Microraptors' Teeth were Well-Suited for a Diet of Fish: Study
Microraptor, a small flying dinosaur, had the ability to catch fish, according to a new study. Previously, it was believed that Microraptor preyed mostly on other birds and some animals.
The study was conducted by researchers from University of Alberta who examined fossils of Microraptor discovered in China.
The dinosaur was about the size of a modern hawk and according to Scott Persons, a graduate student from U of A paleontology, it had a wind configuration similar to a bi-plane.
"We were very fortunate that this Microraptor was found in volcanic ash and its stomach content of fish was easily identified," Persons said.
Microraptor had long feathers on its forearms, hind legs and tail, and was capable of short, controlled flights, he said.
Researchers found that the dinosaur's teeth were well-formed for fishing and could catch slippery fishes.
Microraptor's teeth are serrated at only one side, unlike teeth of other dinosaurs that are serrated both the sides and can cut through meat like a steak knife.
"Microraptor seems adapted to impale fish on its teeth. With reduced serrations the prey wouldn't tear itself apart while it struggled," said Persons. "Microraptor could simply raise its head back, the fish would slip off the teeth and be swallowed whole, no fuss no muss."

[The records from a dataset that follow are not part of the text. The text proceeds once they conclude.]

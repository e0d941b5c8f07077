//! Config-hash determinism properties.

use proptest::prelude::*;
use serde_json::json;
use telemetry_store::core::config::stable_json_hash;

/// Flat JSON objects with string keys and scalar values, the shape of
/// process config snapshots.
fn config_body() -> impl Strategy<Value = serde_json::Value> {
    prop::collection::btree_map(
        "[a-z_]{1,12}",
        prop_oneof![
            any::<i64>().prop_map(serde_json::Value::from),
            "[ -~]{0,20}".prop_map(serde_json::Value::from),
            any::<bool>().prop_map(serde_json::Value::from),
        ],
        0..8,
    )
    .prop_map(|map| serde_json::Value::Object(map.into_iter().collect()))
}

proptest! {
    #[test]
    fn hash_is_deterministic(body in config_body()) {
        prop_assert_eq!(
            stable_json_hash(&body).unwrap(),
            stable_json_hash(&body).unwrap()
        );
    }

    #[test]
    fn hash_survives_json_round_trip(body in config_body()) {
        let round_tripped: serde_json::Value =
            serde_json::from_str(&serde_json::to_string(&body).unwrap()).unwrap();
        prop_assert_eq!(
            stable_json_hash(&body).unwrap(),
            stable_json_hash(&round_tripped).unwrap()
        );
    }

    #[test]
    fn changed_field_changes_hash(body in config_body(), probe in any::<i64>()) {
        let mut changed = body.clone();
        // '#' is outside the generated-key alphabet, so this is always a
        // genuine field change.
        changed["#probe"] = json!(probe);
        prop_assert_ne!(
            stable_json_hash(&body).unwrap(),
            stable_json_hash(&changed).unwrap()
        );
    }
}
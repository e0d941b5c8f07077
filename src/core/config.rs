//! Configuration system: TOML file + env var overrides + smart defaults.

#![allow(missing_docs)]

use std::env;
use std::fs;
use std::path::{Path, PathBuf};

use serde::{Deserialize, Serialize};

use crate::core::errors::{Result, StoreError};

/// Full telemetry-store configuration model.
#[derive(Debug, Clone, Serialize, Deserialize, PartialEq, Eq)]
#[serde(default)]
#[derive(Default)]
pub struct Config {
    pub batch: BatchConfig,
    pub retention: RetentionConfig,
    pub paths: PathsConfig,
}

/// Batching and flush-scheduling knobs.
#[derive(Debug, Clone, Serialize, Deserialize, PartialEq, Eq)]
#[serde(default)]
pub struct BatchConfig {
    /// Queue length at which a kind is flushed immediately.
    pub size: usize,
    /// Period of the timer-driven flush pass.
    pub flush_interval_ms: u64,
    /// Hard per-kind queue bound; oldest items are dropped beyond it.
    pub buffer_capacity: usize,
    /// Whole-batch flush failures tolerated before the batch is dropped.
    pub max_flush_retries: u32,
}

/// Retention sweep horizon and cadence.
#[derive(Debug, Clone, Serialize, Deserialize, PartialEq, Eq)]
#[serde(default)]
pub struct RetentionConfig {
    /// Maximum row age in days before the sweep removes it.
    pub days: u32,
    /// Period of the sweep pass.
    pub sweep_interval_ms: u64,
}

/// Filesystem paths used by the store.
#[derive(Debug, Clone, Serialize, Deserialize, PartialEq, Eq)]
#[serde(default)]
pub struct PathsConfig {
    pub config_file: PathBuf,
    pub db_path: PathBuf,
}

impl Default for BatchConfig {
    fn default() -> Self {
        Self {
            size: 100,
            flush_interval_ms: 5_000,
            buffer_capacity: 10_000,
            max_flush_retries: 2,
        }
    }
}

impl Default for RetentionConfig {
    fn default() -> Self {
        Self {
            days: 30,
            sweep_interval_ms: 86_400_000,
        }
    }
}

impl Default for PathsConfig {
    fn default() -> Self {
        let home_dir = env::var_os("HOME").map_or_else(
            || {
                eprintln!(
                    "[TSTORE-CONFIG] WARNING: HOME not set, falling back to /tmp for data paths"
                );
                PathBuf::from("/tmp")
            },
            PathBuf::from,
        );
        let cfg = home_dir.join(".config").join("tstore").join("config.toml");
        let data = home_dir.join(".local").join("share").join("tstore");
        Self {
            config_file: cfg,
            db_path: data.join("telemetry.sqlite3"),
        }
    }
}

impl Config {
    /// Default configuration path.
    #[must_use]
    pub fn default_path() -> PathBuf {
        PathsConfig::default().config_file
    }

    /// Load config from default or explicit path, then apply env overrides.
    ///
    /// Missing config file is not an error when loading from default path; defaults are used.
    pub fn load(path: Option<&Path>) -> Result<Self> {
        let path_buf = path.map_or_else(Self::default_path, Path::to_path_buf);
        let is_explicit_path = path.is_some();

        let mut cfg = if path_buf.exists() {
            let raw = fs::read_to_string(&path_buf).map_err(|source| StoreError::Io {
                path: path_buf.clone(),
                source,
            })?;
            let parsed: Self = toml::from_str(&raw)?;
            parsed
        } else if is_explicit_path {
            return Err(StoreError::MissingConfig { path: path_buf });
        } else {
            Self::default()
        };

        cfg.paths.config_file = path_buf;
        cfg.apply_env_overrides_from(env_var)?;
        cfg.validate()?;
        Ok(cfg)
    }

    /// Deterministic hash of the effective config for logging/telemetry.
    ///
    /// Uses FNV-1a for cross-process-stable hashing (no `DefaultHasher`
    /// whose seed may vary across Rust releases).
    pub fn stable_hash(&self) -> Result<String> {
        stable_json_hash(self)
    }

    fn apply_env_overrides_from<F>(&mut self, mut lookup: F) -> Result<()>
    where
        F: FnMut(&str) -> Option<String>,
    {
        // batch
        if let Some(raw) = lookup("TSTORE_BATCH_SIZE") {
            self.batch.size = parse_env_usize("TSTORE_BATCH_SIZE", &raw)?;
        }
        if let Some(raw) = lookup("TSTORE_FLUSH_INTERVAL_MS") {
            self.batch.flush_interval_ms = parse_env_u64("TSTORE_FLUSH_INTERVAL_MS", &raw)?;
        }
        if let Some(raw) = lookup("TSTORE_BUFFER_CAPACITY") {
            self.batch.buffer_capacity = parse_env_usize("TSTORE_BUFFER_CAPACITY", &raw)?;
        }
        if let Some(raw) = lookup("TSTORE_MAX_FLUSH_RETRIES") {
            self.batch.max_flush_retries = parse_env_u32("TSTORE_MAX_FLUSH_RETRIES", &raw)?;
        }

        // retention
        if let Some(raw) = lookup("TSTORE_RETENTION_DAYS") {
            self.retention.days = parse_env_u32("TSTORE_RETENTION_DAYS", &raw)?;
        }
        if let Some(raw) = lookup("TSTORE_SWEEP_INTERVAL_MS") {
            self.retention.sweep_interval_ms = parse_env_u64("TSTORE_SWEEP_INTERVAL_MS", &raw)?;
        }

        // paths
        if let Some(raw) = lookup("TSTORE_DB_PATH") {
            self.paths.db_path = PathBuf::from(raw);
        }

        Ok(())
    }

    pub(crate) fn validate(&self) -> Result<()> {
        if self.batch.size == 0 {
            return Err(StoreError::InvalidConfig {
                details: "batch.size must be >= 1".to_string(),
            });
        }
        if self.batch.flush_interval_ms == 0 {
            return Err(StoreError::InvalidConfig {
                details: "batch.flush_interval_ms must be > 0".to_string(),
            });
        }
        if self.batch.buffer_capacity < self.batch.size {
            return Err(StoreError::InvalidConfig {
                details: format!(
                    "batch.buffer_capacity ({}) must be >= batch.size ({})",
                    self.batch.buffer_capacity, self.batch.size
                ),
            });
        }
        if self.retention.days == 0 {
            return Err(StoreError::InvalidConfig {
                details: "retention.days must be >= 1".to_string(),
            });
        }
        if self.retention.sweep_interval_ms == 0 {
            return Err(StoreError::InvalidConfig {
                details: "retention.sweep_interval_ms must be > 0".to_string(),
            });
        }
        if self.paths.db_path.as_os_str().is_empty() {
            return Err(StoreError::InvalidConfig {
                details: "paths.db_path must not be empty".to_string(),
            });
        }
        Ok(())
    }
}

/// FNV-1a over the canonical JSON serialization of `value`.
///
/// Identical serialized bodies produce identical hashes; used for config
/// change detection, not security. Shared by `Config::stable_hash` and the
/// `config_history.config_hash` column.
pub fn stable_json_hash<T: Serialize>(value: &T) -> Result<String> {
    let canonical = serde_json::to_string(value)?;
    Ok(fnv1a_hex(canonical.as_bytes()))
}

/// FNV-1a over raw bytes, hex-encoded.
pub(crate) fn fnv1a_hex(bytes: &[u8]) -> String {
    let mut hash: u64 = 0xcbf2_9ce4_8422_2325;
    for byte in bytes {
        hash ^= u64::from(*byte);
        hash = hash.wrapping_mul(0x0100_0000_01b3);
    }
    format!("{hash:016x}")
}

fn env_var(name: &str) -> Option<String> {
    env::var(name).ok().filter(|raw| !raw.trim().is_empty())
}

fn parse_env_u64(name: &str, raw: &str) -> Result<u64> {
    raw.parse::<u64>().map_err(|error| StoreError::ConfigParse {
        context: "env",
        details: format!("{name}={raw:?}: {error}"),
    })
}

fn parse_env_u32(name: &str, raw: &str) -> Result<u32> {
    raw.parse::<u32>().map_err(|error| StoreError::ConfigParse {
        context: "env",
        details: format!("{name}={raw:?}: {error}"),
    })
}

fn parse_env_usize(name: &str, raw: &str) -> Result<usize> {
    raw.parse::<usize>()
        .map_err(|error| StoreError::ConfigParse {
            context: "env",
            details: format!("{name}={raw:?}: {error}"),
        })
}
/// One generic structured event, not tied to a specific process.
#[derive(Debug, Clone)]
pub struct SystemEventRecord {
    pub event_type: String,
    pub event_data: Option<Value>,
    pub severity: Level,
    pub source: Option<String>,
    pub timestamp: String,
}

/// One performance sample with unit and free-form metadata.
#[derive(Debug, Clone)]
pub struct PerformanceMetricRecord {
    pub process_type: String,
    pub metric_type: String,
    pub value: f64,
    pub unit: Option<String>,
    pub timestamp: String,
    pub metadata: Option<Value>,
}

/// Value type for [`crate::service::TelemetryStore::save_performance_metrics`]:
/// a sample with optional unit and metadata.
#[derive(Debug, Clone)]
pub struct PerfSample {
    pub value: f64,
    pub unit: Option<String>,
    pub metadata: Option<Value>,
}

// ──────────────────── buffered record ────────────────────

/// A buffered write, tagged by entity kind.
#[derive(Debug, Clone)]
pub(crate) enum Record {
    Log(LogRecord),
    Status(ProcessStatusRecord),
    Health(HealthMetricRecord),
    Config(ConfigRecord),
    Event(SystemEventRecord),
    Perf(PerformanceMetricRecord),
}
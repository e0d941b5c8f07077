//! Flush scheduler: bounded staleness for buffered writes.
//!
//! A periodic pass drains every non-empty kind into the store, one
//! transaction per kind. Kinds are isolated: a failing flush for one kind
//! never blocks the others. Whole-batch failures re-enqueue the drained
//! items at the head of their queue and retry on later passes, up to the
//! configured limit; after that the batch is dropped with an error log.

use std::sync::Arc;
use std::time::Duration;

use crate::core::errors::Result;
use crate::service::StoreCore;
use crate::store::records::EntityKind;
use crate::tasks::PeriodicTask;

/// Spawn the timer-driven flush thread.
pub(crate) fn spawn(core: Arc<StoreCore>, period: Duration) -> Result<PeriodicTask> {
    PeriodicTask::spawn("tstore-flush", period, move || flush_pass(&core))
}

/// Drain every kind with buffered items. Used by the periodic thread and
/// by shutdown draining.
pub(crate) fn flush_pass(core: &StoreCore) {
    for kind in EntityKind::ALL {
        flush_kind(core, kind);
    }
}

/// Drain and persist one kind's queue.
pub(crate) fn flush_kind(core: &StoreCore, kind: EntityKind) {
    let Some(executor) = core.executor.as_ref() else {
        return;
    };
    if core.buffer.len(kind) == 0 {
        return;
    }
    // Drain and insert under the per-kind flush lock: a concurrent flusher
    // must not get its drained batch in ahead of an earlier one.
    let _guard = core.flush_locks[kind.index()].lock();
    let items = core.buffer.drain(kind);
    if items.is_empty() {
        return;
    }

    match executor.insert_batch(&items) {
        Ok(report) => {
            core.buffer.reset_flush_failures(kind);
            if report.failed > 0 {
                eprintln!(
                    "[TSTORE-FLUSH] WARNING: dropped {} of {} {kind} items: {}",
                    report.failed,
                    items.len(),
                    report.first_error.as_deref().unwrap_or("unknown error")
                );
            }
        }
        Err(error) => {
            let attempts = core.buffer.record_flush_failure(kind);
            if attempts <= core.config.batch.max_flush_retries {
                eprintln!(
                    "[TSTORE-FLUSH] WARNING: flush of {} {kind} items failed \
                     (attempt {attempts}): {error}; re-enqueued",
                    items.len()
                );
                core.buffer.requeue_front(kind, items);
            } else {
                eprintln!(
                    "[TSTORE-FLUSH] ERROR: flush of {} {kind} items failed after \
                     {attempts} attempts: {error}; batch dropped",
                    items.len()
                );
                core.buffer.reset_flush_failures(kind);
            }
        }
    }
}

Previous research has shown that Microraptors had dark, iridescent feathers, which were used for insulation before the dinosaurs learnt how to fly.
"Now we know that Microraptor operated in varied terrain and had a varied diet," said Persons in a news release. "It took advantage of a variety of prey in the wet, forested environment that was China during the early Cretaceous period, 120 million years ago."
The study is published in the journal Evolution.